O Beco dos Artistas no Garcia em Salvador

O cheiro de pizza já era sentido desde o instante que terminava o Largo do Campo Grande, depois do teatro Castro Alves e, ao invés de seguir pela rua João das Botas, dobrava pela rua Leovigildo Filgueiras. Era o cheiro que conduzia ao local. Não, não à pizzaria, para muitos, as suas pizza eram muito caras. Mas à esquina do restaurante e entrando na rua Cerqueira Lima, ali estava o Beco dos Artistas.

Foi num momento quando parou a chuva, Aldo parou em frente ao Beco para dar passagem para uma caravana composta de travestis, rapazes bem-vestidos, delicados e moças com roupas mais de homens. Deixou passar o grupo e teve curiosidade de saber aonde iam. Afinal eram onze e meia da noite de uma quarta-feira. Aldo passava todo dia nesse horário por aquele lugar para pegar o ônibus, na volta à casa no bairro dos Mares. Voltava do curso de Inglês que havia iniciado há um mês e meio. Nesse dia demorou de passar no local, a chuva torrencial, daquelas que dão sempre inesperadamente em Salvador, o havia tolhido num barzinho antes dali. Nem sempre se lembrava de levar o guarda-chuva, embora frequentemente em um momento o céu estava claro e sem nuvens e, quando se pensa que não, carrega-se rapidamente nuvens trazidas pelos mesmos ventos rápidos que provocam as tempestades que sopram do mar. Passava pela entrada da rua Cerqueira Lima quase sempre às dez horas e quinze minutos em direção ao ponto de ônibus em frente ao teatro, no entanto, nesse dia, nem que estivesse com guarda-chuva conseguiria enfrentar a tormenta, o vento poderia até não levá-lo, embora fosse bem magrinho, mas, com certeza, seria impedido de andar, o sombreiro seria levantado, se molharia inteiro e receberia muita areia na face. Só pôde sair, quando a tempestade passou mais, embora ainda chovesse, às onze horas e vinte minutos.

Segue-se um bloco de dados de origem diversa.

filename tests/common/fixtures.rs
// SPDX-License-Identifier: Apache-2.0
// Copyright 2025 itsakeyfut
//
// Licensed under the Apache License, Version 2.0 (the "License");
// you may not use this file except in compliance with the License.
// You may obtain a copy of the License at
//
//     http://www.apache.org/licenses/LICENSE-2.0
//
// Unless required by applicable law or agreed to in writing, software
// distributed under the License is distributed on an "AS IS" BASIS,
// WITHOUT WARRANTIES OR CONDITIONS OF ANY KIND, either express or implied.
// See the License for the specific language governing permissions and
// limitations under the License.

//! Test fixtures for disc images and CDC sessions

use megacd_cdc::core::cdc::{Cdc, HostCpu, SECTOR_SIZE, WORDS_PER_SECTOR};
use megacd_cdc::core::disc::DiscImage;
use std::path::PathBuf;
use tempfile::TempDir;

/// Raw sector size in a .bin image
pub const RAW_SECTOR_SIZE: usize = 2352;

/// User data of sector `n`: byte `i` is `n + i` truncated to 8 bits
#[allow(dead_code)]
pub fn sector_payload(sector: u32) -> [u8; SECTOR_SIZE] {
    let mut data = [0u8; SECTOR_SIZE];
    for (i, byte) in data.iter_mut().enumerate() {
        *byte = (sector as usize + i) as u8;
    }
    data
}

/// Raw Mode 1 sector wrapping [`sector_payload`]
#[allow(dead_code)]
pub fn raw_sector(sector: u32) -> Vec<u8> {
    let mut raw = vec![0u8; RAW_SECTOR_SIZE];
    raw[1..11].fill(0xFF);
    raw[15] = 0x01;
    raw[16..16 + SECTOR_SIZE].copy_from_slice(&sector_payload(sector));
    raw
}

/// Write a cue/bin pair with `sectors` raw sectors into a temp directory
///
/// Returns the directory guard and the path of the .cue sheet.
#[allow(dead_code)]
pub fn write_cue_bin(sectors: u32) -> (TempDir, PathBuf) {
    let dir = tempfile::tempdir().expect("Failed to create temp dir");

    let bin: Vec<u8> = (0..sectors).flat_map(raw_sector).collect();
    std::fs::write(dir.path().join("disc.bin"), bin).expect("Failed to write bin");

    let cue = dir.path().join("disc.cue");
    std::fs::write(
        &cue,
        "FILE \"disc.bin\" BINARY\n  TRACK 01 MODE1/2352\n    INDEX 01 00:00:00\n",
    )
    .expect("Failed to write cue");

    (dir, cue)
}

/// Write a 2048-byte-per-sector .iso image into a temp directory
#[allow(dead_code)]
pub fn write_iso(sectors: u32) -> (TempDir, PathBuf) {
    let dir = tempfile::tempdir().expect("Failed to create temp dir");

    let data: Vec<u8> = (0..sectors).flat_map(sector_payload).collect();
    let iso = dir.path().join("disc.iso");
    std::fs::write(&iso, data).expect("Failed to write iso");

    (dir, iso)
}

/// Drain one sector the way the host CPU does: read, 1026 words, ack
///
/// Returns the header from `read` and all words delivered.
#[allow(dead_code)]
pub fn drain_sector(cdc: &mut Cdc, disc: &mut DiscImage, cpu: HostCpu) -> (u32, Vec<u16>) {
    let header = cdc.read(disc).expect("Read failed");
    let words = (0..WORDS_PER_SECTOR).map(|_| cdc.host_data(cpu)).collect();
    cdc.ack();
    (header, words)
}
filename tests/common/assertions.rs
// SPDX-License-Identifier: Apache-2.0
// Copyright 2025 itsakeyfut
//
// Licensed under the Apache License, Version 2.0 (the "License");
// you may not use this file except in compliance with the License.
// You may obtain a copy of the License at
//
//     http://www.apache.org/licenses/LICENSE-2.0
//
// Unless required by applicable law or agreed to in writing, software
// distributed under the License is distributed on an "AS IS" BASIS,
// WITHOUT WARRANTIES OR CONDITIONS OF ANY KIND, either express or implied.
// See the License for the specific language governing permissions and
// limitations under the License.

//! Custom assertions for CDC testing

use megacd_cdc::core::cdc::{timecode, Cdc, CAPACITY, SECTOR_SIZE, WORDS_PER_SECTOR};

/// Assert a header value decodes to the expected sector number
#[allow(dead_code)]
pub fn assert_header_sector(header: u32, expected: u32) {
    let actual = timecode::decode_header(header.to_be_bytes()).to_sector();
    assert_eq!(
        actual, expected,
        "Header 0x{:08X} mismatch: expected sector {}, got {}",
        header, expected, actual
    );
    assert_eq!(header & 0xFF, 0x01, "Header mode byte must be 0x01");
}

/// Assert drained words carry the header and then the payload big-endian
#[allow(dead_code)]
pub fn assert_sector_words(words: &[u16], header: u32, payload: &[u8; SECTOR_SIZE]) {
    assert_eq!(words.len(), WORDS_PER_SECTOR);
    assert_eq!(words[0], (header >> 16) as u16, "Header high word mismatch");
    assert_eq!(words[1], header as u16, "Header low word mismatch");

    for (k, pair) in payload.chunks_exact(2).enumerate() {
        let expected = u16::from_be_bytes([pair[0], pair[1]]);
        assert_eq!(
            words[k + 2],
            expected,
            "Payload word {} mismatch: expected 0x{:04X}, got 0x{:04X}",
            k,
            expected,
            words[k + 2]
        );
    }
}

/// Assert the ring buffer indices are consistent with its occupancy
#[allow(dead_code)]
pub fn assert_ring_consistent(cdc: &Cdc) {
    let buffer = cdc.buffer();
    assert!(buffer.len() <= CAPACITY, "Buffer over capacity");
    assert_eq!(
        buffer.write_index(),
        (buffer.read_index() + buffer.len()) % CAPACITY,
        "Write index mismatch"
    );
}
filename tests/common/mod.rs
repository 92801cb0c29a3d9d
// SPDX-License-Identifier: Apache-2.0
// Copyright 2025 itsakeyfut
//
// Licensed under the Apache License, Version 2.0 (the "License");
// you may not use this file except in compliance with the License.
// You may obtain a copy of the License at
//
//     http://www.apache.org/licenses/LICENSE-2.0
//
// Unless required by applicable law or agreed to in writing, software
// distributed under the License is distributed on an "AS IS" BASIS,
// WITHOUT WARRANTIES OR CONDITIONS OF ANY KIND, either express or implied.
// See the License for the specific language governing permissions and
// limitations under the License.

//! Shared helpers for integration tests

pub mod assertions;
pub mod fixtures;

Para onde ia o grupo sincrético que passou sobre ele? Examinou a rua, parecia um beco sem saída, pensou que o grupo iria até o final do logradouro e, sem mais nem menos, o grupo sumiu. Entrou em algum lugar específico, por certo ali bem perto. Se animou mais ainda em sua curiosidade e decidiu investigar o ambiente. Estavam chegando mais gente, uns sozinhos, outros em dupla e outros em grupos maiores, todos com características parecidas com o grupo que encontrara anteriormente. Não teve dúvidas, havia uma festa de gente sortida na rua em sondagem.

Seus pés tomaram a decisão em meio à hesitação de todo o corpo. Foi caminhando junto com um pessoal, indo passo atrás, passo antepasso, na direção para onde estava se dirigindo a turma e chegou em frente a uma casa com letreiros luminosos. Era ali onde a maior parte das pessoas entravam. Parou na porta, pensou se deveria entrar ou não, afinal já era quase meia noite e, se não pegasse o ônibus desse horário, o próximo só sairia a uma hora e meia da madrugada. Decidiu entrar, nem que fosse somente para olhar o ambiente, sairia imediatamente, daria tempo pegar o ônibus da meia noite, sem contar que o coletivo quase sempre atrasava e, por vezes, saía doze e quinze, e vinte, e até e trinta. Entrou e, logo na entrada, tropeçou no tapete vermelho que não avistou no chão, pois o brilho das luzes do espaço o deixou um pouco encandeado. Acorreu para segurá-lo contra a queda um rapaz da sua idade que entrava ao seu lado. Ele tinha dezenove anos, Aldo ainda começava nos seus dezoito anos fazia só dois meses e, por isso, a curiosidade de conhecer coisas e lugares antes proibidos a ele pela sua menoridade.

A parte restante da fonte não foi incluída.